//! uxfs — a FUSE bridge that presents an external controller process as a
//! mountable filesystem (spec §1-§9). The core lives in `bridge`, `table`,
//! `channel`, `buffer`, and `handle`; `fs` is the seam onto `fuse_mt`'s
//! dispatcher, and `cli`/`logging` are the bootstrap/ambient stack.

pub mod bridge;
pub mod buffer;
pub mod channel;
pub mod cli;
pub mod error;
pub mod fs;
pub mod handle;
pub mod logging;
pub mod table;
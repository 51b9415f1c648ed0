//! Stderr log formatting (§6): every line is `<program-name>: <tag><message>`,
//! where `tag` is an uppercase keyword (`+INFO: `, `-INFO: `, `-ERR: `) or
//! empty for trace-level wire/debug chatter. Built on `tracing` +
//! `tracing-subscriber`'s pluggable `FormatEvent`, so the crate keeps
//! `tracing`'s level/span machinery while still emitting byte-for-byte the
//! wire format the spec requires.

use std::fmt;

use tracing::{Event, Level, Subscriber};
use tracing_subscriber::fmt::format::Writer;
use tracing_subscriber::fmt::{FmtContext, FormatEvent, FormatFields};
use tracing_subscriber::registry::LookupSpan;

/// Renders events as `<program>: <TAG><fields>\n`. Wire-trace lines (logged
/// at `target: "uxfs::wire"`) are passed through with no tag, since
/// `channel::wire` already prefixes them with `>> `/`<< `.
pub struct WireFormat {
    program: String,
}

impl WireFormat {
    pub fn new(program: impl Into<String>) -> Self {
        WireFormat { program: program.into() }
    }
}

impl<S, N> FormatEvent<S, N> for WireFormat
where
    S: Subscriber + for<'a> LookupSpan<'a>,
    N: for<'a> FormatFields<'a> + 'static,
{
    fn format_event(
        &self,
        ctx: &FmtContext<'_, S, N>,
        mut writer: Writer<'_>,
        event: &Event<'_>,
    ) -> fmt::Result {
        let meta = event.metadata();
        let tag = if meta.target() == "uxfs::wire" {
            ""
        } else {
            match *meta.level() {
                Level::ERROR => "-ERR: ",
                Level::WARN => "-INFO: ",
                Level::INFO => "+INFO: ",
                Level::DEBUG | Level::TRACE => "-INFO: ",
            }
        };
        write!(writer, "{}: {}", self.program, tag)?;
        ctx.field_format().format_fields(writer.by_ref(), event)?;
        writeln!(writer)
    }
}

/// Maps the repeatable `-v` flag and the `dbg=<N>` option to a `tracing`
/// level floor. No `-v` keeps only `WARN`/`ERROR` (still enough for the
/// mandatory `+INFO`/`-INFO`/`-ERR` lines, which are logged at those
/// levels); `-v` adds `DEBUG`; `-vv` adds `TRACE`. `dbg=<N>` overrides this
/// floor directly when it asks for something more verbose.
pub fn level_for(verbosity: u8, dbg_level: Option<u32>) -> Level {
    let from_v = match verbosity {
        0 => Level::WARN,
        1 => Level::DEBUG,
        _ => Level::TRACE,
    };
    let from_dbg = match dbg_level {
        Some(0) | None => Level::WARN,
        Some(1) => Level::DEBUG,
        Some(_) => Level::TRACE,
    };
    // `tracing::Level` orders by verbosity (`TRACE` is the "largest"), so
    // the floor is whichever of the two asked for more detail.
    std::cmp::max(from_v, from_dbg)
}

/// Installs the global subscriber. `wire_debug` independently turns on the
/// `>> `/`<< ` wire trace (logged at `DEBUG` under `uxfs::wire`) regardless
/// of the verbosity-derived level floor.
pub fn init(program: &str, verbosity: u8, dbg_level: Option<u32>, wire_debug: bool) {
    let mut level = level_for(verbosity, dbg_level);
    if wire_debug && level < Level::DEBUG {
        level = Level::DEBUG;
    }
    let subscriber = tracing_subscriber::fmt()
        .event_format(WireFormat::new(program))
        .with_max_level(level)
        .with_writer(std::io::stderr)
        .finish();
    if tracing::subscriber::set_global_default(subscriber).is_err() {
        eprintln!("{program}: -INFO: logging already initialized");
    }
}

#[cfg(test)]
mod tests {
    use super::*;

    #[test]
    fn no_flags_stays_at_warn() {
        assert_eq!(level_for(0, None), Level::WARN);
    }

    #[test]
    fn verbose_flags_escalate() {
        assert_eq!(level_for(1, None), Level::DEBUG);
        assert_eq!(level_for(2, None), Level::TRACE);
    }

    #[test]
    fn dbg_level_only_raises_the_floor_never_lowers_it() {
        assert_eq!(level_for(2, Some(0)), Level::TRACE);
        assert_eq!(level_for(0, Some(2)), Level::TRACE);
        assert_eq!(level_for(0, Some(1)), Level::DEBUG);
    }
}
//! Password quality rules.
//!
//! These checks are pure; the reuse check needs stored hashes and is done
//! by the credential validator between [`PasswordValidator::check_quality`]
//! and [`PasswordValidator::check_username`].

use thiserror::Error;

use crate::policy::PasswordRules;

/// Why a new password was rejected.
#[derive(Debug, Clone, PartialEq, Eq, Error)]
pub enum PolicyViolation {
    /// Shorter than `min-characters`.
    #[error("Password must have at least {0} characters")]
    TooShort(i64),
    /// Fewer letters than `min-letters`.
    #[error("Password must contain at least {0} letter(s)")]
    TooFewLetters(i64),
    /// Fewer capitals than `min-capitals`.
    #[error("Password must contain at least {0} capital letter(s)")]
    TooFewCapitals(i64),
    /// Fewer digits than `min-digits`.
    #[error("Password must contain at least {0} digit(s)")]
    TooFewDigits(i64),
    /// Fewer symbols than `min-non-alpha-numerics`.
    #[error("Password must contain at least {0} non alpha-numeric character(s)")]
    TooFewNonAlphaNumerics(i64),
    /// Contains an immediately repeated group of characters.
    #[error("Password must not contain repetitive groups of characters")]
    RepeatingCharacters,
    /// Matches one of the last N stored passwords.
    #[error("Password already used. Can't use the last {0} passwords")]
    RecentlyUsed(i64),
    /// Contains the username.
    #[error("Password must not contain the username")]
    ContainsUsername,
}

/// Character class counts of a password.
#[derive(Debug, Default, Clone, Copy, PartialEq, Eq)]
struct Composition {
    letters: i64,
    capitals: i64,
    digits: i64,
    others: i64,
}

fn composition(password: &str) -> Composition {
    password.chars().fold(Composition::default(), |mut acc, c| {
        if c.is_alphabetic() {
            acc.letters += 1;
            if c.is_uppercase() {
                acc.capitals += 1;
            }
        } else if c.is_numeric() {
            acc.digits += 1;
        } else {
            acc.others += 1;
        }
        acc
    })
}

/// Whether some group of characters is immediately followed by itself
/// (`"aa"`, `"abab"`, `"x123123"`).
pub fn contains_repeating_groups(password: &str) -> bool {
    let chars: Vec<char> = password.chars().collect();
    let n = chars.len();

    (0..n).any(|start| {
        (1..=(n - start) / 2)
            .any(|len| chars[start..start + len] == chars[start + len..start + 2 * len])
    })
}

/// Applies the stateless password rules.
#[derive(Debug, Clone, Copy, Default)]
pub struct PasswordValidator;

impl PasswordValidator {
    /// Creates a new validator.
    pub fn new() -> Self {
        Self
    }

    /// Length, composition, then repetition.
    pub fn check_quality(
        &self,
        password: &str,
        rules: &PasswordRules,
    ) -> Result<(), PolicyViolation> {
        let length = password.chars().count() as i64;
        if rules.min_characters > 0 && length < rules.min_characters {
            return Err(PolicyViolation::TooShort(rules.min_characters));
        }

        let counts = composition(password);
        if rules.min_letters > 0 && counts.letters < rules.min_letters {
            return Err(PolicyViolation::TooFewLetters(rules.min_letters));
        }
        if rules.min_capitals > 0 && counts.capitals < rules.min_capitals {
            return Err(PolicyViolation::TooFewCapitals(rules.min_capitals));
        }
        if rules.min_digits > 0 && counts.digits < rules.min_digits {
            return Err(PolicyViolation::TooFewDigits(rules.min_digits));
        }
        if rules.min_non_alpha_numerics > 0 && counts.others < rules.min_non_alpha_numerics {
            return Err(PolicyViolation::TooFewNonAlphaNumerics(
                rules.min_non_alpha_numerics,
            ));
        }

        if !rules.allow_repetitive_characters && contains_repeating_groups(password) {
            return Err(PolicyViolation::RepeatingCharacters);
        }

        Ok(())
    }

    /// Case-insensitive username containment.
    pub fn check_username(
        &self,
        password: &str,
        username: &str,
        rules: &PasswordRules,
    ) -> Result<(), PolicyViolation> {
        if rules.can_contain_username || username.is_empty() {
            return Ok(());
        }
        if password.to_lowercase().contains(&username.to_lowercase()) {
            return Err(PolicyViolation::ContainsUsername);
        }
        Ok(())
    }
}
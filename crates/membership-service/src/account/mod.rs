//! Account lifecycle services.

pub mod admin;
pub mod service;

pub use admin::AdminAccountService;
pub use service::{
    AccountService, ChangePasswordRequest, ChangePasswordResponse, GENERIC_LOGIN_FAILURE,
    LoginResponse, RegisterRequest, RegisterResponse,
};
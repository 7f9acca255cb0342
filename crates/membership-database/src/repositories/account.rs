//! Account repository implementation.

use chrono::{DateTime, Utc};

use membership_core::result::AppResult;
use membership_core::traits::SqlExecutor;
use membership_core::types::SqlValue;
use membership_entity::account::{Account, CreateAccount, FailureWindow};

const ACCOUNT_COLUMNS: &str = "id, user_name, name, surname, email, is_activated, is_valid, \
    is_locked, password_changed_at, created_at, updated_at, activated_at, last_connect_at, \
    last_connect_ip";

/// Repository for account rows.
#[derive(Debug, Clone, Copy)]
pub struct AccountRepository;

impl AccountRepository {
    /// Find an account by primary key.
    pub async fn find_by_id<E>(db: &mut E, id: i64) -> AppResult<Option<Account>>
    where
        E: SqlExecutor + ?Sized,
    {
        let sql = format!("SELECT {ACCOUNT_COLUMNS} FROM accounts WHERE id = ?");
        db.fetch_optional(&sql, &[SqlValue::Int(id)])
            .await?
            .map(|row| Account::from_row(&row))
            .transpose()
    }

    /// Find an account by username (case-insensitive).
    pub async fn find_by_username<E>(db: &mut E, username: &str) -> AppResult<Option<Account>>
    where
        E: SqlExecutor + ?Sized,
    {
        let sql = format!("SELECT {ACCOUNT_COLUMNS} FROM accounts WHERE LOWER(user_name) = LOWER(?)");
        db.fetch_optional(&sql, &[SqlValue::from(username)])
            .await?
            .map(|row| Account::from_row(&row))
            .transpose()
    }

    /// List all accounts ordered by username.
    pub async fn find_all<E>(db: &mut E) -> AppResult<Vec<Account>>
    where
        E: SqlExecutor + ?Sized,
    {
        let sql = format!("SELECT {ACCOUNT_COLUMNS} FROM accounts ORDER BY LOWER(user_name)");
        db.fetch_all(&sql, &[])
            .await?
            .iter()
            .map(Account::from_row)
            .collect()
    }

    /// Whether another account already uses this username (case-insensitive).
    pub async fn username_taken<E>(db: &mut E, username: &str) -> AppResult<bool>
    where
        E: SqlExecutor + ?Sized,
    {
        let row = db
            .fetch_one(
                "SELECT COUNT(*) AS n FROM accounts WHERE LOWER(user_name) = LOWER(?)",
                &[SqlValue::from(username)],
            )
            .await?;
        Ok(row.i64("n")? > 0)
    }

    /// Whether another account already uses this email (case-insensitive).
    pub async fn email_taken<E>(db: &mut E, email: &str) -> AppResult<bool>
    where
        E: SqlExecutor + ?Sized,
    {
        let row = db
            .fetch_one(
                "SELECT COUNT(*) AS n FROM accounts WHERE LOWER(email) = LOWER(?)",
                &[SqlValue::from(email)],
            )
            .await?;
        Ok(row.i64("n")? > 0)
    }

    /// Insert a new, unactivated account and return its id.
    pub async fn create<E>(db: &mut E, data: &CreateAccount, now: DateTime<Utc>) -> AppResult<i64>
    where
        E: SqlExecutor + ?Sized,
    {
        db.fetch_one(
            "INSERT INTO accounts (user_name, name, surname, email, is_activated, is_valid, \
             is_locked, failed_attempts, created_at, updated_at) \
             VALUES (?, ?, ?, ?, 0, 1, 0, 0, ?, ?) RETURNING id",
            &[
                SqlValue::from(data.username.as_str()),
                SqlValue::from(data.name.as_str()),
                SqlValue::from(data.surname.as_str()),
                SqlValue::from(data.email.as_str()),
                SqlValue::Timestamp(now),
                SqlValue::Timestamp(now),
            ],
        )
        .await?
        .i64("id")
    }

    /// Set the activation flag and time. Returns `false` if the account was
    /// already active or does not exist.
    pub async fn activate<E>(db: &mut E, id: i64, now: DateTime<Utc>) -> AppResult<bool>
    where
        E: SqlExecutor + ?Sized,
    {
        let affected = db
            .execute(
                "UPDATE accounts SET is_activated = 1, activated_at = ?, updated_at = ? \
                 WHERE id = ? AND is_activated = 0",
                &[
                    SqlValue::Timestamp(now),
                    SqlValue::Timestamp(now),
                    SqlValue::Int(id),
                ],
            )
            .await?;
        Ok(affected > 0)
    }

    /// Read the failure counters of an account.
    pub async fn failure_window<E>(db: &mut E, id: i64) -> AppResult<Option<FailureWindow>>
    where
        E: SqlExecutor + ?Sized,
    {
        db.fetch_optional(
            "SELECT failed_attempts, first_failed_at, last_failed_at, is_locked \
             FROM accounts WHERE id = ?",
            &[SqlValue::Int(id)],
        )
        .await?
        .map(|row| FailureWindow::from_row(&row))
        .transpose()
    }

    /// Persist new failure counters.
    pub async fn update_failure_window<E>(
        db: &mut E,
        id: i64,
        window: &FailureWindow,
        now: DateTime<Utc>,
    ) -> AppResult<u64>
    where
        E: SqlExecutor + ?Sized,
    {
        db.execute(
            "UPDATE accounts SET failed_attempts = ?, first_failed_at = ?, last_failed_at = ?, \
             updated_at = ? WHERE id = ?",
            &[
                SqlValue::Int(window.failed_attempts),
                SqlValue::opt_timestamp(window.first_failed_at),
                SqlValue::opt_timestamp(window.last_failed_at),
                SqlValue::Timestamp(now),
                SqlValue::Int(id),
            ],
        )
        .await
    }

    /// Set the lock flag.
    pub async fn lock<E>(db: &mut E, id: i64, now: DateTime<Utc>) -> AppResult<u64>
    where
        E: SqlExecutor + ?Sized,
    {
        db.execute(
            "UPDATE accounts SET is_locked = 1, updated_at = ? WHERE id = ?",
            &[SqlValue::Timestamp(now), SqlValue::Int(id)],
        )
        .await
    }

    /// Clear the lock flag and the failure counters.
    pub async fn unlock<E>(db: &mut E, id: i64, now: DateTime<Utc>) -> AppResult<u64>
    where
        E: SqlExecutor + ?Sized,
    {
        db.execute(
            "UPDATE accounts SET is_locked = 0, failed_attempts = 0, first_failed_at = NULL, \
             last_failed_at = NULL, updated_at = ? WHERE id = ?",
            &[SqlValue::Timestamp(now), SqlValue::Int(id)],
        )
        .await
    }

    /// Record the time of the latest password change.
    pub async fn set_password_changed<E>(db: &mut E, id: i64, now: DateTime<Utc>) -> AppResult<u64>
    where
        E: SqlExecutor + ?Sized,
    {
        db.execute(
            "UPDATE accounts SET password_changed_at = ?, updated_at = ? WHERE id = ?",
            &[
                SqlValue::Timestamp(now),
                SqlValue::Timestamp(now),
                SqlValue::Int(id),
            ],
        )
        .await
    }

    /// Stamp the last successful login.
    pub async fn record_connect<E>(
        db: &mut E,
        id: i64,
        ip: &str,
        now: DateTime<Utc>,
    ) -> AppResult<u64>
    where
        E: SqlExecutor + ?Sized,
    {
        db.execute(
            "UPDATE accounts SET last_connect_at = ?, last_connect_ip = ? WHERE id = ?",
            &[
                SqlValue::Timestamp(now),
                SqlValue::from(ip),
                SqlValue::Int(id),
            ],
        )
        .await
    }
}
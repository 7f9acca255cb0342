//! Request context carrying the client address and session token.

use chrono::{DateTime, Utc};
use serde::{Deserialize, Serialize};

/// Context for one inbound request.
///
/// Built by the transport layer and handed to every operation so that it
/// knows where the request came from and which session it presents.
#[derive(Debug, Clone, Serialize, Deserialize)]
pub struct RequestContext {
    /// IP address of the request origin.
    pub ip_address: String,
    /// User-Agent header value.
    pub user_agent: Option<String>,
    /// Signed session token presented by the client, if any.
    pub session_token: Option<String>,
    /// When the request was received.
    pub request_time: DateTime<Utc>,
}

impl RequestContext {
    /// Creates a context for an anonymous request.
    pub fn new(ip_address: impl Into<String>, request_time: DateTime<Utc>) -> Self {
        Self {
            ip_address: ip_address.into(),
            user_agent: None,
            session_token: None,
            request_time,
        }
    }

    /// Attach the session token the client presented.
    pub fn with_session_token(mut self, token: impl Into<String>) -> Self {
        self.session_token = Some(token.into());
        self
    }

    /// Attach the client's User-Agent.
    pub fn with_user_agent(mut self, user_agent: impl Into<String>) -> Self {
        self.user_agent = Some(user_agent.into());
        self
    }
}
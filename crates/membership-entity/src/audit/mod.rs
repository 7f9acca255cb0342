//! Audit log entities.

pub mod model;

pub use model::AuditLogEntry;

Problem requirements
What you give back should be exactly the lines of the data above from the line with "password.chars().fold(Composition::default(), |mut acc, c|" through the line with "pub struct PasswordValidator;", both of those included, and nothing more.

Written answer
    password.chars().fold(Composition::default(), |mut acc, c| {
        if c.is_alphabetic() {
            acc.letters += 1;
            if c.is_uppercase() {
                acc.capitals += 1;
            }
        } else if c.is_numeric() {
            acc.digits += 1;
        } else {
            acc.others += 1;
        }
        acc
    })
}

/// Whether some group of characters is immediately followed by itself
/// (`"aa"`, `"abab"`, `"x123123"`).
pub fn contains_repeating_groups(password: &str) -> bool {
    let chars: Vec<char> = password.chars().collect();
    let n = chars.len();

    (0..n).any(|start| {
        (1..=(n - start) / 2)
            .any(|len| chars[start..start + len] == chars[start + len..start + 2 * len])
    })
}

/// Applies the stateless password rules.
#[derive(Debug, Clone, Copy, Default)]
pub struct PasswordValidator;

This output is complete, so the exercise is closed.